Vor Kurzem habe ich ein Buch über ein Gebet fertiggestellt, das wir regelmäßig in der Kathedrale von Durham verwenden: das „General Thanksgiving“ (Allgemeine Dankgebet). Es wurde 1662 für das Book of Common Prayer verfasst und wurde von Generationen von Anglikanern auswendig gelernt, die es in guten wie in schlechten Zeiten zum Danken verwendeten. In meinem Buch, das Ende diesen Monats erscheinen wird, möchte ich dieses alte Gebet einer neuen Generation vorstellen, weil ich den Eindruck habe, dass es uns zunehmend schwerfällt, Dank zu sagen. Doch Dank zu sagen, tut uns gut – und es ist eine angemessene Antwort auf alles, was Gott für uns getan hat.
Und was ist mit Versöhnung? Hier liegt das Entscheidende am Werk Gottes in Jesus Christus: Es geht nicht nur um einzelne Menschen, als ob Gott lediglich daran interessiert wäre, Menschen individuell zu segnen. Paulus’ Sicht auf Gottes Werk ist viel größer. Sie gründet in einer kosmischen Vision Christi, des „Erstgeborenen der ganzen Schöpfung“. Paulus sagt: „Alles ist durch ihn und auf ihn hin geschaffen“ (Kol 1,16) – eine Wahrheit, die dem anderen Heiligen der Kathedrale von Durham, dem Ehrwürdigen Beda, das Vertrauen gab, so viele Aspekte der Schöpfung zu erforschen.
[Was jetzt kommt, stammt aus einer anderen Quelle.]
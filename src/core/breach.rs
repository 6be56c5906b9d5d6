// src/core/breach.rs
use sha1::{Digest, Sha1};
use std::time::Duration;

/// Default k-anonymity range endpoint of the Have I Been Pwned password API.
pub const DEFAULT_API_URL: &str = "https://api.pwnedpasswords.com/range";

/// Provider timeout; a slow breach database must never stall a caller.
pub const REQUEST_TIMEOUT: Duration = Duration::from_secs(5);

/// Outcome of a breach lookup.
///
/// `Unavailable` covers every transport failure, timeout and non-success
/// status: "can't check" is deliberately distinct from "not breached" even
/// though the external response collapses both to a zero count.
#[derive(Debug, Clone, PartialEq, Eq)]
pub enum BreachResult {
    Found(u64),
    NotFound,
    Unavailable,
}

/// Client for the k-anonymity breach lookup.
///
/// Only the first five hex characters of the password's SHA-1 ever leave the
/// process; the returned suffix list is resolved locally.
#[derive(Debug, Clone)]
pub struct BreachChecker {
    client: reqwest::Client,
    api_url: String,
    enabled: bool,
}

impl BreachChecker {
    pub fn new(api_url: &str, timeout: Duration) -> Self {
        let client = reqwest::Client::builder()
            .timeout(timeout)
            .build()
            .unwrap_or_default();

        Self {
            client,
            api_url: api_url.trim_end_matches('/').to_string(),
            enabled: true,
        }
    }

    /// A checker that never goes to the network and always reports
    /// `Unavailable`. Used with `--no-breach-check` and in offline tests.
    pub fn disabled() -> Self {
        let mut checker = Self::new(DEFAULT_API_URL, REQUEST_TIMEOUT);
        checker.enabled = false;
        checker
    }

    /// Check a password against the breach database.
    ///
    /// SHA-1 is mandated by the provider's API. The hash is rendered as
    /// uppercase hex, split into a 5-character prefix (sent) and the
    /// remaining suffix (kept local and matched against the response).
    pub async fn check(&self, password: &str) -> BreachResult {
        if password.is_empty() {
            return BreachResult::NotFound;
        }
        if !self.enabled {
            return BreachResult::Unavailable;
        }

        let digest = Sha1::digest(password.as_bytes());
        let hash = hex::encode_upper(digest);
        let (prefix, suffix) = hash.split_at(5);

        let url = format!("{}/{}", self.api_url, prefix);
        let response = match self.client.get(&url).send().await {
            Ok(resp) => resp,
            Err(e) => {
                log::warn!("Breach API request failed: {}", e);
                return BreachResult::Unavailable;
            }
        };

        if !response.status().is_success() {
            log::warn!("Breach API returned status {}", response.status());
            return BreachResult::Unavailable;
        }

        let body = match response.text().await {
            Ok(text) => text,
            Err(e) => {
                log::warn!("Failed to read breach API response: {}", e);
                return BreachResult::Unavailable;
            }
        };

        match match_suffix(&body, suffix) {
            Some(count) => BreachResult::Found(count),
            None => BreachResult::NotFound,
        }
    }
}

/// Scan a `SUFFIX:COUNT` range response for an exact suffix match.
///
/// Comparison is case-sensitive: the provider returns uppercase hex and so
/// do we. Malformed lines are ignored.
fn match_suffix(body: &str, suffix: &str) -> Option<u64> {
    for line in body.lines() {
        let (hash_suffix, count) = match line.trim().split_once(':') {
            Some(parts) => parts,
            None => continue,
        };
        if hash_suffix == suffix {
            return count.trim().parse().ok().filter(|&c: &u64| c > 0);
        }
    }
    None
}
Ob es Sterne, Zeit, Sprache oder Geschichte waren – Beda war überzeugt: Alles ist durch Christus und für Christus ins Dasein gekommen.
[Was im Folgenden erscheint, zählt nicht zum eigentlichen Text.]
// src/api/error.rs
use actix_web::http::StatusCode;
use actix_web::{HttpResponse, ResponseError};
use thiserror::Error;

use crate::api::types::ErrorResponse;

/// Boundary-level error taxonomy.
///
/// Every user-visible failure maps to exactly one of these. Internal detail
/// never leaks: whatever goes wrong inside the engine surfaces as the
/// opaque `Internal` variant.
#[derive(Debug, Error)]
pub enum ApiError {
    #[error("{0}")]
    Validation(String),

    #[error("Too many requests. Please try again later.")]
    RateLimited,

    #[error("Password analysis failed")]
    Internal,
}

impl ResponseError for ApiError {
    fn status_code(&self) -> StatusCode {
        match self {
            ApiError::Validation(_) => StatusCode::BAD_REQUEST,
            ApiError::RateLimited => StatusCode::TOO_MANY_REQUESTS,
            ApiError::Internal => StatusCode::INTERNAL_SERVER_ERROR,
        }
    }

    fn error_response(&self) -> HttpResponse {
        HttpResponse::build(self.status_code()).json(ErrorResponse {
            success: false,
            error: self.to_string(),
        })
    }
}

#[cfg(test)]
mod tests {
    use super::*;

    #[test]
    fn test_status_codes() {
        assert_eq!(
            ApiError::Validation("bad".into()).status_code(),
            StatusCode::BAD_REQUEST
        );
        assert_eq!(ApiError::RateLimited.status_code(), StatusCode::TOO_MANY_REQUESTS);
        assert_eq!(ApiError::Internal.status_code(), StatusCode::INTERNAL_SERVER_ERROR);
    }

    #[test]
    fn test_internal_error_is_opaque() {
        assert_eq!(ApiError::Internal.to_string(), "Password analysis failed");
    }
}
In diesem kosmischen Christus „hat alles seinen Bestand“ (Kol 1,17). Vielleicht geht es Ihnen wie mir, dass Sie manchmal die Nachrichten sehen und sich fragen, wohin sich unsere Welt eigentlich bewegt. Die Dinge werden vielleicht schneller – aber nicht unbedingt besser. Wo die Welt auseinanderzudriften scheint, bietet Jesus Christus Hoffnung auf Versöhnung. Denn wie Paulus weiter sagt: „Durch ihn hat Gott alles mit sich versöhnt, im Himmel und auf Erden, indem er Frieden gestiftet hat durch das Blut seines Kreuzes“ (Kol 1,20).
Die wunderbare versöhnende Wahrheit des Evangeliums lautet: Am Fuß des Kreuzes sind wir alle gleich. Was uns trennt – ob Herkunft, Nationalität oder politische Überzeugung – kann für die, die Christus durch sein am Kreuz vergossenes Blut miteinander versöhnt hat, nicht das letzte Wort haben.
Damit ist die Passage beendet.